Największy na świecie niekomercyjny serwis geocachingowy
GeoŚcieżki - skupiające wiele keszy
Ponad 1000 GeoŚcieżek w Polsce!
Pełne statystyki, GPXy, wszystko za darmo!
Powiadomienia mailem o nowych keszach i logach
Centrum Obsługi Geokeszera wybierane przez Społeczność
100% funkcjonalności dostępne bezpłatnie
Przyjazne zasady publikacji keszy

 Wpisy do logu ZAS#7 KAMIENICA PRZY FLORIAŃSKIEJ    {{found}} 83x {{not_found}} 1x {{log_note}} 1x  

2920768 2018-10-06 03:50 Dombie (user activity1928) - Znaleziona

Wreszcie nadszedł czas na kolejną nocną wyprawę keszową z Werroną. Tym razem zdecydowaliśmy się na Siedlce, które kuszą mnogością wysoko ocenianych skrzynek. Wprawdzie wstępny plan zakładał zdobycie wszystkich czterech siedleckich ścieżek i - być może - dorzucenie do nich jeszcze kilku najlepszych rodzynków "nieścieżkowych", ale nasze nocne wyprawy mają dość jednoznacznie zdefiniowane ramy czasowe, a poza tym w nocy w niektórych miejscach szuka się łatwiej, a w niektórych trudniej. Na dodatek, my się raczej nie nastawiamy na ilość i statystyki. Równie ważna (a może i ważniejsza) jest okazja do pogadania na różne tematy i napicia się soczku jabłkowego na ławce w parku;-)Dlatego ostatecznie decydujemy się na siedleckie centrum (bez okolic) plus Lasek Sekulski. Plan był prosty - przyjechać do Siedlec jeszcze za jasności i odwiedzić Lasek w promieniach zachodzącego słońca, a potem wrócić sobie spacerkiem do centrum, coś zjeść i napić się herbatki w jakimś miłym lokalu, a kiedy się już mugolstwo ulokuje przed swoimi telewizorami ruszyć na nocne łowy :-)

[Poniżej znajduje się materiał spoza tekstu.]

use panosweep_core::error::{PanosweepError, Result};
use sqlx::{Sqlite, SqlitePool, Transaction as SqlxTransaction};
use std::time::Duration;
use tokio::time::timeout;

/// Transaction wrapper with a bounded commit.
///
/// Dropping it without calling `commit` rolls the transaction back.
pub struct Transaction<'a> {
    inner: Option<SqlxTransaction<'a, Sqlite>>,
    timeout_duration: Duration,
}

impl<'a> Transaction<'a> {
    fn new(tx: SqlxTransaction<'a, Sqlite>, timeout_duration: Duration) -> Self {
        Self { inner: Some(tx), timeout_duration }
    }

    /// The underlying transaction, for executing queries
    pub fn inner_mut(&mut self) -> Result<&mut SqlxTransaction<'a, Sqlite>> {
        self.inner
            .as_mut()
            .ok_or_else(|| PanosweepError::Storage("Transaction already completed".to_string()))
    }

    /// Commit the transaction, making all changes permanent
    pub async fn commit(mut self) -> Result<()> {
        let tx = self
            .inner
            .take()
            .ok_or_else(|| PanosweepError::Storage("Transaction already completed".to_string()))?;

        match timeout(self.timeout_duration, tx.commit()).await {
            Ok(Ok(())) => Ok(()),
            Ok(Err(e)) => {
                Err(PanosweepError::Storage(format!("Failed to commit transaction: {}", e)))
            }
            Err(_) => Err(PanosweepError::Storage(format!(
                "Transaction commit timeout after {}s",
                self.timeout_duration.as_secs()
            ))),
        }
    }

    /// Rollback the transaction, discarding all changes
    pub async fn rollback(mut self) -> Result<()> {
        let tx = self
            .inner
            .take()
            .ok_or_else(|| PanosweepError::Storage("Transaction already completed".to_string()))?;

        match timeout(self.timeout_duration, tx.rollback()).await {
            Ok(Ok(())) => Ok(()),
            Ok(Err(e)) => {
                Err(PanosweepError::Storage(format!("Failed to rollback transaction: {}", e)))
            }
            Err(_) => Err(PanosweepError::Storage(format!(
                "Transaction rollback timeout after {}s",
                self.timeout_duration.as_secs()
            ))),
        }
    }
}

/// Begins transactions on the store's pool with a default commit timeout
pub struct TransactionManager {
    pool: SqlitePool,
    default_timeout: Duration,
}

impl TransactionManager {
    pub fn new(pool: SqlitePool, default_timeout: Duration) -> Self {
        Self { pool, default_timeout }
    }

    /// Begin a new transaction with the default timeout
    pub async fn begin_transaction(&self) -> Result<Transaction<'static>> {
        self.begin_transaction_with_timeout(self.default_timeout).await
    }

    /// Begin a new transaction with a custom timeout
    pub async fn begin_transaction_with_timeout(
        &self,
        timeout_duration: Duration,
    ) -> Result<Transaction<'static>> {
        let tx = self
            .pool
            .begin()
            .await
            .map_err(|e| PanosweepError::Storage(format!("Failed to begin transaction: {}", e)))?;

        Ok(Transaction::new(tx, timeout_duration))
    }
}
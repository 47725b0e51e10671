//! Prepared point-in-polygon test.
//!
//! Every ring edge (exterior and holes) goes into an R-tree once. A query
//! then only touches the edges near the point and those crossing the
//! horizontal ray to its right, instead of walking every vertex per call.
//!
//! Boundary policy: a point lying exactly on any edge, hole edges included,
//! counts as inside.

use geo::algorithm::bounding_rect::BoundingRect;
use geo::{Coord, LineString, Polygon, Rect};
use panosweep_core::error::{PanosweepError, Result};
use rstar::{RTree, RTreeObject, AABB};

/// A single ring segment
#[derive(Debug, Clone, Copy, PartialEq)]
struct Edge {
    a: Coord<f64>,
    b: Coord<f64>,
}

impl Edge {
    /// Cross product of (b - a) and (p - a); zero when p is collinear
    fn cross(&self, p: Coord<f64>) -> f64 {
        (self.b.x - self.a.x) * (p.y - self.a.y) - (p.x - self.a.x) * (self.b.y - self.a.y)
    }

    fn touches(&self, p: Coord<f64>) -> bool {
        self.cross(p) == 0.0
            && p.x >= self.a.x.min(self.b.x)
            && p.x <= self.a.x.max(self.b.x)
            && p.y >= self.a.y.min(self.b.y)
            && p.y <= self.a.y.max(self.b.y)
    }

    /// Whether the ray from `p` towards +x crosses this edge.
    ///
    /// Half-open in y so a ray through a shared vertex is counted once.
    fn crosses_ray(&self, p: Coord<f64>) -> bool {
        if (self.a.y > p.y) == (self.b.y > p.y) {
            return false;
        }
        let upward = self.b.y > self.a.y;
        let cross = self.cross(p);
        if upward {
            cross > 0.0
        } else {
            cross < 0.0
        }
    }
}

impl RTreeObject for Edge {
    type Envelope = AABB<[f64; 2]>;

    fn envelope(&self) -> Self::Envelope {
        AABB::from_corners([self.a.x, self.a.y], [self.b.x, self.b.y])
    }
}

/// A polygon pre-processed for repeated containment queries
#[derive(Debug)]
pub struct PreparedPolygon {
    bbox: Rect<f64>,
    edges: RTree<Edge>,
}

impl PreparedPolygon {
    pub fn new(polygon: &Polygon<f64>) -> Result<Self> {
        let bbox = polygon.bounding_rect().ok_or_else(|| PanosweepError::InvalidGeometry {
            label: String::new(),
            reason: "polygon has no coordinates".to_string(),
        })?;

        let mut edges = Vec::new();
        collect_edges(polygon.exterior(), &mut edges);
        for interior in polygon.interiors() {
            collect_edges(interior, &mut edges);
        }

        Ok(Self { bbox, edges: RTree::bulk_load(edges) })
    }

    pub fn bounding_rect(&self) -> Rect<f64> {
        self.bbox
    }

    pub fn edge_count(&self) -> usize {
        self.edges.size()
    }

    /// Point-in-polygon by ray crossing parity; edge points are inside
    pub fn contains(&self, p: Coord<f64>) -> bool {
        let (min, max) = (self.bbox.min(), self.bbox.max());
        if p.x < min.x || p.x > max.x || p.y < min.y || p.y > max.y {
            return false;
        }

        let here = AABB::from_point([p.x, p.y]);
        if self.edges.locate_in_envelope_intersecting(&here).any(|edge| edge.touches(p)) {
            return true;
        }

        let ray = AABB::from_corners([p.x, p.y], [max.x, p.y]);
        let crossings = self
            .edges
            .locate_in_envelope_intersecting(&ray)
            .filter(|edge| edge.crosses_ray(p))
            .count();

        crossings % 2 == 1
    }

    /// Lazily keep only the coordinates inside the polygon
    pub fn filter<'a, I>(&'a self, coords: I) -> impl Iterator<Item = Coord<f64>> + 'a
    where
        I: IntoIterator<Item = Coord<f64>>,
        I::IntoIter: 'a,
    {
        coords.into_iter().filter(move |c| self.contains(*c))
    }
}

fn collect_edges(ring: &LineString<f64>, edges: &mut Vec<Edge>) {
    for line in ring.lines() {
        // Repeated vertices produce zero-length segments that never cross
        if line.start != line.end {
            edges.push(Edge { a: line.start, b: line.end });
        }
    }
}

No cóż... Czasem, pokonanie 100 metrów zajmuje godzinę... Ale właściwie to była uwaga nie na temat, więc skupmy się na meritum.

Otóż wiedząc, że o 4.30 mamy bardzo wygodne połączenie powrotne postanowiliśmy, że tym keszem zakończymy naszą dzisiejszą wyprawę. Chyba nigdy dotąd nie zebraliśmy w jedną noc tylu skrzynek! Najwyraźniej podobało się nam :-)  Bo kiedy nam się nie podoba (a nawet kiedy się podoba, ale dajemy się wciągnąć w pogaduszki) to zasiadamy gdzieś na ławce i potem już nie ma czasu na kesze. Tu były i kesze i ławki. A do tego jeszcze jedna perełka na zakończenie tej wyprawy.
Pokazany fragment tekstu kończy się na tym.